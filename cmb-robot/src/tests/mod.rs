mod supervisor_tests;

use crate::client::{
    CONFIRM_BUTTON_CLASS, CONFIRM_BUTTON_LABEL, DIALOG_CLASS, LIST_VIEW_CLASS, LOGIN_CLASS,
    LOGIN_TITLE, MAIN_CLASS, OK_BUTTON, SYSTEM_DIALOG_TITLE, USERNAME_FIELD_CLASS,
};
use crate::config::{DEFAULT_CLIENT_PATH, DEFAULT_LISTEN_ADDR};
use crate::platforms::AutomationEngine;
use crate::{KeyCode, KeyEvent, RobotError, RobotIdentity, WindowRef};
use std::collections::HashMap;
use std::sync::{Arc, Mutex, MutexGuard};
use std::time::Duration;

pub const USERNAME: &str = "ROBOT01";
pub const LOGIN_PASSWORD: &str = "12345678";
pub const USB_KEY_PASSWORD: &str = "abcdefgh";

// Initialize tracing for tests
pub fn init_tracing() {
    use tracing_subscriber::{fmt, EnvFilter};
    let _ = fmt()
        .with_env_filter(EnvFilter::from_default_env().add_directive(tracing::Level::DEBUG.into()))
        .with_test_writer()
        .try_init();
}

pub fn identity() -> RobotIdentity {
    RobotIdentity::new(
        USERNAME,
        LOGIN_PASSWORD,
        USB_KEY_PASSWORD,
        DEFAULT_CLIENT_PATH,
        DEFAULT_LISTEN_ADDR,
        "",
    )
    .unwrap()
}

const MAIN_HWND: isize = 0x100;
const LOG_VIEW_HWND: isize = 0x101;
const SESSION_VIEW_HWND: isize = 0x102;

/// How the simulated client answers the login confirm click.
#[derive(Debug, Clone, PartialEq, Eq)]
pub enum LoginScript {
    Success,
    /// An error message box with this text shows up.
    ErrorDialog(String),
    AlreadyLoggedIn,
    /// The dialog closes and an error row lands in the log.
    LogError { time: String, message: String },
    /// The dialog never closes.
    Hang,
    /// The client exits on confirm; the next attempt succeeds.
    CrashOnce,
}

#[derive(Debug, Clone, PartialEq, Eq)]
enum DialogKind {
    Login,
    Notice(String),
}

#[derive(Debug, Clone)]
struct FakeDialog {
    frame: WindowRef,
    children: Vec<WindowRef>,
    kind: DialogKind,
}

/// Everything the simulated client knows, plus a record of what the robot
/// did to it.
#[derive(Debug)]
pub struct DesktopState {
    pub username: String,
    pub main_title: String,
    pub pid: u32,
    pub running: bool,
    pub listening: bool,
    pub listen_works: bool,
    pub logged_in: bool,
    /// Whether the login dialog opens prefilled and with visible key fields.
    pub usb_key_mode: bool,
    pub security_fields: usize,
    pub list_views: usize,
    pub login_script: LoginScript,
    /// Times a listener notice pops up instead of the login dialog.
    pub notices_on_open: usize,
    /// Times a freshly launched client dies right away.
    pub crashes_after_launch: usize,
    /// Newest first: (category, time, message).
    pub log_rows: Vec<[String; 3]>,

    pub key_events: Vec<KeyEvent>,
    pub chords: Vec<char>,
    pub typed: HashMap<isize, String>,
    pub pressed: Vec<String>,
    pub alt_x_posted: usize,
    pub launches: usize,
    pub kills: usize,
    pub remote_reads: usize,
    /// Cross-process reads fail, as with a list-view that stopped answering.
    pub fail_reads: bool,
    /// Wall-clock time a listener check takes.
    pub reach_delay: Duration,

    dialogs: Vec<FakeDialog>,
    focused: Option<isize>,
    ctrl_held: bool,
    next_hwnd: isize,
}

impl DesktopState {
    fn alloc_hwnd(&mut self) -> isize {
        self.next_hwnd += 1;
        self.next_hwnd
    }

    fn window(&self, hwnd: isize, class: &str, text: &str, visible: bool) -> WindowRef {
        WindowRef {
            hwnd,
            class: class.to_string(),
            text: text.to_string(),
            visible,
            pid: self.pid,
        }
    }

    fn main_window(&self) -> WindowRef {
        self.window(MAIN_HWND, MAIN_CLASS, &self.main_title, true)
    }

    pub fn show_notice(&mut self, title: &str, content: &str) {
        let frame_hwnd = self.alloc_hwnd();
        let text_hwnd = self.alloc_hwnd();
        let button_hwnd = self.alloc_hwnd();
        let dialog = FakeDialog {
            frame: self.window(frame_hwnd, DIALOG_CLASS, title, true),
            children: vec![
                self.window(text_hwnd, "Static", content, true),
                self.window(button_hwnd, "Button", OK_BUTTON, true),
            ],
            kind: DialogKind::Notice(content.to_string()),
        };
        self.dialogs.push(dialog);
    }

    pub fn show_system_notice(&mut self, content: &str) {
        self.show_notice(SYSTEM_DIALOG_TITLE, content);
    }

    pub fn open_login_dialog(&mut self) {
        let frame_hwnd = self.alloc_hwnd();
        let mut children = Vec::new();

        let edit_hwnd = self.alloc_hwnd();
        let prefilled = if self.usb_key_mode { self.username.clone() } else { String::new() };
        children.push(self.window(edit_hwnd, USERNAME_FIELD_CLASS, &prefilled, true));

        for _ in 0..self.security_fields {
            let hwnd = self.alloc_hwnd();
            children.push(self.window(hwnd, "ATL:0F4E8D20", "", self.usb_key_mode));
        }

        let button_hwnd = self.alloc_hwnd();
        children.push(self.window(button_hwnd, CONFIRM_BUTTON_CLASS, CONFIRM_BUTTON_LABEL, true));

        self.dialogs.push(FakeDialog {
            frame: self.window(frame_hwnd, LOGIN_CLASS, LOGIN_TITLE, true),
            children,
            kind: DialogKind::Login,
        });
    }

    pub fn login_dialog_open(&self) -> bool {
        self.dialogs.iter().any(|d| d.kind == DialogKind::Login)
    }

    pub fn notices(&self) -> Vec<String> {
        self.dialogs
            .iter()
            .filter_map(|d| match &d.kind {
                DialogKind::Notice(text) => Some(text.clone()),
                DialogKind::Login => None,
            })
            .collect()
    }

    /// Text typed into each security field, in dialog order.
    pub fn typed_passwords(&self) -> Vec<String> {
        let mut fields: Vec<(&isize, &String)> = self.typed.iter().collect();
        fields.sort();
        fields.into_iter().map(|(_, text)| text.clone()).collect()
    }

    fn close_login_dialog(&mut self) {
        self.dialogs.retain(|d| d.kind != DialogKind::Login);
    }

    fn push_log(&mut self, category: &str, time: &str, message: &str) {
        self.log_rows
            .insert(0, [category.to_string(), time.to_string(), message.to_string()]);
    }

    fn on_chord(&mut self, letter: char) {
        self.chords.push(letter);
        match letter {
            'I' => {
                if self.notices_on_open > 0 {
                    self.notices_on_open -= 1;
                    self.show_system_notice("HTTP服务已启动");
                } else if !self.login_dialog_open() {
                    self.open_login_dialog();
                }
            }
            'B' => {
                if self.listen_works {
                    self.listening = true;
                    self.show_system_notice("HTTP服务已启动");
                }
            }
            'E' => {
                self.listening = false;
                self.show_system_notice("停止HTTP");
            }
            'O' => {
                if self.logged_in {
                    self.show_system_notice("确定要签退用户吗?");
                }
            }
            _ => {}
        }
    }

    fn on_confirm_login(&mut self) {
        match self.login_script.clone() {
            LoginScript::Success => {
                self.close_login_dialog();
                self.logged_in = true;
                self.push_log("信息", "09:30:00", "用户登录成功");
            }
            LoginScript::ErrorDialog(text) => self.show_notice(SYSTEM_DIALOG_TITLE, &text),
            LoginScript::AlreadyLoggedIn => {
                self.close_login_dialog();
                self.show_system_notice("该用户已经登录");
            }
            LoginScript::LogError { time, message } => {
                self.close_login_dialog();
                self.push_log("错误", &time, &message);
            }
            LoginScript::Hang => {}
            LoginScript::CrashOnce => {
                self.login_script = LoginScript::Success;
                self.die();
            }
        }
    }

    fn die(&mut self) {
        self.running = false;
        self.listening = false;
        self.logged_in = false;
        self.dialogs.clear();
    }
}

/// In-memory stand-in for the client's desktop.
pub struct FakeDesktop {
    state: Mutex<DesktopState>,
}

impl FakeDesktop {
    /// A running client: main window up, not listening, nobody logged in.
    pub fn new() -> Arc<Self> {
        let identity = identity();
        Arc::new(Self {
            state: Mutex::new(DesktopState {
                username: identity.username().to_string(),
                main_title: identity.main_title().to_string(),
                pid: 4242,
                running: true,
                listening: false,
                listen_works: true,
                logged_in: false,
                usb_key_mode: true,
                security_fields: 2,
                list_views: 2,
                login_script: LoginScript::Success,
                notices_on_open: 0,
                crashes_after_launch: 0,
                log_rows: Vec::new(),
                key_events: Vec::new(),
                chords: Vec::new(),
                typed: HashMap::new(),
                pressed: Vec::new(),
                alt_x_posted: 0,
                launches: 0,
                kills: 0,
                remote_reads: 0,
                fail_reads: false,
                reach_delay: Duration::ZERO,
                dialogs: Vec::new(),
                focused: None,
                ctrl_held: false,
                next_hwnd: 0x1000,
            }),
        })
    }

    pub fn state(&self) -> MutexGuard<'_, DesktopState> {
        self.state.lock().unwrap()
    }

    pub fn with(self: &Arc<Self>, f: impl FnOnce(&mut DesktopState)) -> Arc<Self> {
        f(&mut *self.state());
        self.clone()
    }

    pub fn engine(self: &Arc<Self>) -> Arc<dyn AutomationEngine> {
        self.clone()
    }
}

impl AutomationEngine for FakeDesktop {
    fn top_level_windows(&self) -> Vec<WindowRef> {
        let state = self.state();
        if !state.running {
            return Vec::new();
        }
        let mut windows = vec![state.main_window()];
        windows.extend(state.dialogs.iter().map(|d| d.frame.clone()));
        windows
    }

    fn child_windows(&self, parent: &WindowRef) -> Vec<WindowRef> {
        let state = self.state();
        if !state.running {
            return Vec::new();
        }
        if parent.hwnd == MAIN_HWND {
            return [LOG_VIEW_HWND, SESSION_VIEW_HWND]
                .iter()
                .take(state.list_views)
                .map(|&hwnd| state.window(hwnd, LIST_VIEW_CLASS, "", true))
                .collect();
        }
        state
            .dialogs
            .iter()
            .find(|d| d.frame.hwnd == parent.hwnd)
            .map(|d| d.children.clone())
            .unwrap_or_default()
    }

    fn bring_to_front(&self, _window: &WindowRef) {}

    fn set_focus(&self, window: &WindowRef) {
        self.state().focused = Some(window.hwnd);
    }

    fn press_button(&self, button: &WindowRef) {
        let mut state = self.state();
        let Some(index) = state
            .dialogs
            .iter()
            .position(|d| d.children.iter().any(|c| c.hwnd == button.hwnd))
        else {
            return;
        };
        let dialog = state.dialogs.remove(index);
        state.pressed.push(button.text.clone());
        if let DialogKind::Notice(text) = &dialog.kind {
            if text.contains("确定要签退用户") {
                state.logged_in = false;
            }
        }
    }

    fn post_button_click(&self, button: &WindowRef) {
        let mut state = self.state();
        state.pressed.push(button.text.clone());
        if button.class == CONFIRM_BUTTON_CLASS && state.login_dialog_open() {
            state.on_confirm_login();
        }
    }

    fn post_close_chord(&self, window: &WindowRef) {
        let mut state = self.state();
        state.alt_x_posted += 1;
        state.dialogs.retain(|d| d.frame.hwnd != window.hwnd);
    }

    fn send_keys(&self, events: &[KeyEvent]) {
        let mut state = self.state();
        for event in events {
            state.key_events.push(*event);
            if event.key == KeyCode::CONTROL {
                state.ctrl_held = !event.up;
                continue;
            }
            if event.up {
                continue;
            }
            let Some(c) = char::from_u32(event.key.0 as u32) else {
                continue;
            };
            if state.ctrl_held {
                state.on_chord(c);
            } else if let Some(field) = state.focused {
                state.typed.entry(field).or_default().push(c);
            }
        }
    }

    fn list_view_item_count(&self, list_view: &WindowRef) -> usize {
        let state = self.state();
        match list_view.hwnd {
            LOG_VIEW_HWND => state.log_rows.len(),
            SESSION_VIEW_HWND if state.logged_in => 1,
            _ => 0,
        }
    }

    fn read_list_view_text(
        &self,
        list_view: &WindowRef,
        row: usize,
        col: usize,
    ) -> Result<String, RobotError> {
        let mut state = self.state();
        state.remote_reads += 1;
        if state.fail_reads {
            return Err(RobotError::PlatformError("list-view did not answer".to_string()));
        }
        match list_view.hwnd {
            LOG_VIEW_HWND => Ok(state
                .log_rows
                .get(row)
                .and_then(|r| r.get(col))
                .cloned()
                .unwrap_or_default()),
            SESSION_VIEW_HWND if row == 0 && col == 0 => Ok(state.username.clone()),
            SESSION_VIEW_HWND => Ok(String::new()),
            _ => Err(RobotError::PlatformError("no such list view".to_string())),
        }
    }

    fn find_process(&self, _exe_name: &str) -> Option<u32> {
        let state = self.state();
        state.running.then_some(state.pid)
    }

    fn kill_process(&self, _pid: u32) -> Result<(), RobotError> {
        let mut state = self.state();
        state.kills += 1;
        state.die();
        Ok(())
    }

    fn launch(&self, _path: &str) -> Result<u32, RobotError> {
        let mut state = self.state();
        state.launches += 1;
        state.pid += 1;
        state.running = true;
        if state.crashes_after_launch > 0 {
            state.crashes_after_launch -= 1;
            state.die();
        }
        Ok(state.pid)
    }

    fn is_reachable(&self, _addr: &str) -> bool {
        let (reachable, delay) = {
            let state = self.state();
            (state.running && state.listening, state.reach_delay)
        };
        std::thread::sleep(delay);
        reachable
    }
}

----

**Exercise goal**
Please return every line of the records that contains the word "false".

**Exercise solution**
                self.listening = false;
        self.running = false;
        self.listening = false;
        self.logged_in = false;
                listening: false,
                logged_in: false,
                fail_reads: false,
                ctrl_held: false,
                state.logged_in = false;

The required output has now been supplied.